Available records —
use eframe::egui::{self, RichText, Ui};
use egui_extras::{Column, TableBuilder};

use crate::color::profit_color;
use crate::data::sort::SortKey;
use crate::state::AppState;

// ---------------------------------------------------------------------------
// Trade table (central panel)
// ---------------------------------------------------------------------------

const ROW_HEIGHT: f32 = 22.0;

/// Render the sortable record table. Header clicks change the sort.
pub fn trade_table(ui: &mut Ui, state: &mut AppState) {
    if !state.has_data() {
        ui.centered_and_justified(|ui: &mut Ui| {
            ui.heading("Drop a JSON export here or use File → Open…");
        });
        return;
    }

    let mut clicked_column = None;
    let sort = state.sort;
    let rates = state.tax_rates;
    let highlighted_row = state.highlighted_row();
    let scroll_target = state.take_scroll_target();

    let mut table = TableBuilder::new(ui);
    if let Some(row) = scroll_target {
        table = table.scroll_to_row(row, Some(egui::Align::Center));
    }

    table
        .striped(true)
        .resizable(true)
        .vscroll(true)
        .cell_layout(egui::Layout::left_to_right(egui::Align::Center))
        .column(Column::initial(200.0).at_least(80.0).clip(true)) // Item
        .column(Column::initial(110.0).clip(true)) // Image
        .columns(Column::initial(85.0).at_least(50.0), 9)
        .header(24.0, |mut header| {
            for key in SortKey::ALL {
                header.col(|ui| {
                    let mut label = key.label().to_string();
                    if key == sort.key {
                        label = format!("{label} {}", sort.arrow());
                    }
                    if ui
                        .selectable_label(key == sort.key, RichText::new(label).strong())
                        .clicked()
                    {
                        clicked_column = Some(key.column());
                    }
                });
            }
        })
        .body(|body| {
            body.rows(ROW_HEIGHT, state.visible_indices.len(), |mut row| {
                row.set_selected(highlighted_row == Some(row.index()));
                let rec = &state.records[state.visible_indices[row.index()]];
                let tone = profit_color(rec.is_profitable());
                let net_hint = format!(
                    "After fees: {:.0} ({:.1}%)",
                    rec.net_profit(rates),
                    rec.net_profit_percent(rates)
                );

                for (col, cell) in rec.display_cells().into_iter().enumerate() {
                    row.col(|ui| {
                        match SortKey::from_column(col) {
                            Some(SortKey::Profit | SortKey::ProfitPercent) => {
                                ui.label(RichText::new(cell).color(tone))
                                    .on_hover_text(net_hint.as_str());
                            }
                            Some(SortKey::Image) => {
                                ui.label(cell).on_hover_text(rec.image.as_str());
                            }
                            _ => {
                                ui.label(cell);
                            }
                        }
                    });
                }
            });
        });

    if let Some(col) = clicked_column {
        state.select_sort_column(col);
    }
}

Requirement —
The lines to return are those with the string "true" in them; copy each from the entries above.

Response area —
        .striped(true)
        .resizable(true)
        .vscroll(true)
        .column(Column::initial(200.0).at_least(80.0).clip(true)) // Item
        .column(Column::initial(110.0).clip(true)) // Image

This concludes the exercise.